Both the line below containing "and total for" and the line containing "pub fn top_slots(size: GridSize)", along with every line between them, should be repeated exactly; no other line belongs in the answer.

(Beginning of Exercise material)

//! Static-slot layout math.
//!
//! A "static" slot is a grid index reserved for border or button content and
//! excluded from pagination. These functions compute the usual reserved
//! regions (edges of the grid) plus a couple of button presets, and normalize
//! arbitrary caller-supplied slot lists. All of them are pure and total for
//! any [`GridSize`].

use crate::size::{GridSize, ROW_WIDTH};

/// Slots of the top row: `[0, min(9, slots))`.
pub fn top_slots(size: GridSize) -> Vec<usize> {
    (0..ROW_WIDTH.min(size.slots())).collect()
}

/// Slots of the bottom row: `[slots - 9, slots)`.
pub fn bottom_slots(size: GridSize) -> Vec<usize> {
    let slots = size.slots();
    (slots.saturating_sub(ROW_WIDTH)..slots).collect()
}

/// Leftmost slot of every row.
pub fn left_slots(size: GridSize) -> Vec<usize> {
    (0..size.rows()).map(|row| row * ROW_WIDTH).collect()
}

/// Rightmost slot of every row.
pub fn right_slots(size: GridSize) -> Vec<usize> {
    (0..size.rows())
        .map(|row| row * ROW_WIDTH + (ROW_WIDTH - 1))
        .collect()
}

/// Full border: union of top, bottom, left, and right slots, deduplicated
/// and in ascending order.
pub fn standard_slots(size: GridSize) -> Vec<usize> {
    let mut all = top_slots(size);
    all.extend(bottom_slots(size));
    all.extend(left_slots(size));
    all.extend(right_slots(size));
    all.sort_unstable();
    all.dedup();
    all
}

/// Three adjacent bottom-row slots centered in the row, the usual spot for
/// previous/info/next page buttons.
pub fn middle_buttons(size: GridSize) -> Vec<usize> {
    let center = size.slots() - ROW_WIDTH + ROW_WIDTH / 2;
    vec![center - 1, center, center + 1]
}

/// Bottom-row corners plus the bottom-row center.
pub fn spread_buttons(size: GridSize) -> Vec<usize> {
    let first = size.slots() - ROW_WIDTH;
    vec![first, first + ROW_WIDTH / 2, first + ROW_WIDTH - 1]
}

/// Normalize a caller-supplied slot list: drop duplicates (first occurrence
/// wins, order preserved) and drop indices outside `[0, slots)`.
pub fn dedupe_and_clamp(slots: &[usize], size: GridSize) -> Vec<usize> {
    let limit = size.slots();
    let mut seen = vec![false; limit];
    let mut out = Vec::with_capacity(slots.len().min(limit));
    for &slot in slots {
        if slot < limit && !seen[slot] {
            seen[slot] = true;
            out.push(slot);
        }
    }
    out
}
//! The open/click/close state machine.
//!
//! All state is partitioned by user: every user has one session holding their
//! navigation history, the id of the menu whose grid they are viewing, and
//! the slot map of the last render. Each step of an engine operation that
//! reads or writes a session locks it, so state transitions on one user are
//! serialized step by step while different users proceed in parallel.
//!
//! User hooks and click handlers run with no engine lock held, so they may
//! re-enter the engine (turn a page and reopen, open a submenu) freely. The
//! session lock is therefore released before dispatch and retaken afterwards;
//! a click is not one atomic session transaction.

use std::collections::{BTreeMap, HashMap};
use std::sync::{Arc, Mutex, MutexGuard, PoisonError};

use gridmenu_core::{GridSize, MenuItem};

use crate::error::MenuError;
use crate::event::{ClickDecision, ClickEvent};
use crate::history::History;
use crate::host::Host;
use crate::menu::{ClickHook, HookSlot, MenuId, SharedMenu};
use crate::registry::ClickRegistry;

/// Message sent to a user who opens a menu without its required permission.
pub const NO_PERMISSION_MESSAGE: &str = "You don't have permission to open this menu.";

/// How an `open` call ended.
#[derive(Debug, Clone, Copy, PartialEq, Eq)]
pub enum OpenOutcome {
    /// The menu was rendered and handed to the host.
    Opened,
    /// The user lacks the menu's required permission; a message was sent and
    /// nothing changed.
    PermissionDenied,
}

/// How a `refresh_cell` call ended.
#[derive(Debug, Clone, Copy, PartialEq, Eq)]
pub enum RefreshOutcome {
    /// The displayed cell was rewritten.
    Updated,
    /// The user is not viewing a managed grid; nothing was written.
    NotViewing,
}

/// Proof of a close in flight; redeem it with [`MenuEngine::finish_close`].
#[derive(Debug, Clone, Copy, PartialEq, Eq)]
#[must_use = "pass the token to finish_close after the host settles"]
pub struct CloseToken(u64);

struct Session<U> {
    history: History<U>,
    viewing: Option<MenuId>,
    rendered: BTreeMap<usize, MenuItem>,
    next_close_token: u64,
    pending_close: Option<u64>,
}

(End of Exercise material)

* Exercise solution:
//! arbitrary caller-supplied slot lists. All of them are pure and total for
//! any [`GridSize`].

use crate::size::{GridSize, ROW_WIDTH};

/// Slots of the top row: `[0, min(9, slots))`.
pub fn top_slots(size: GridSize) -> Vec<usize> {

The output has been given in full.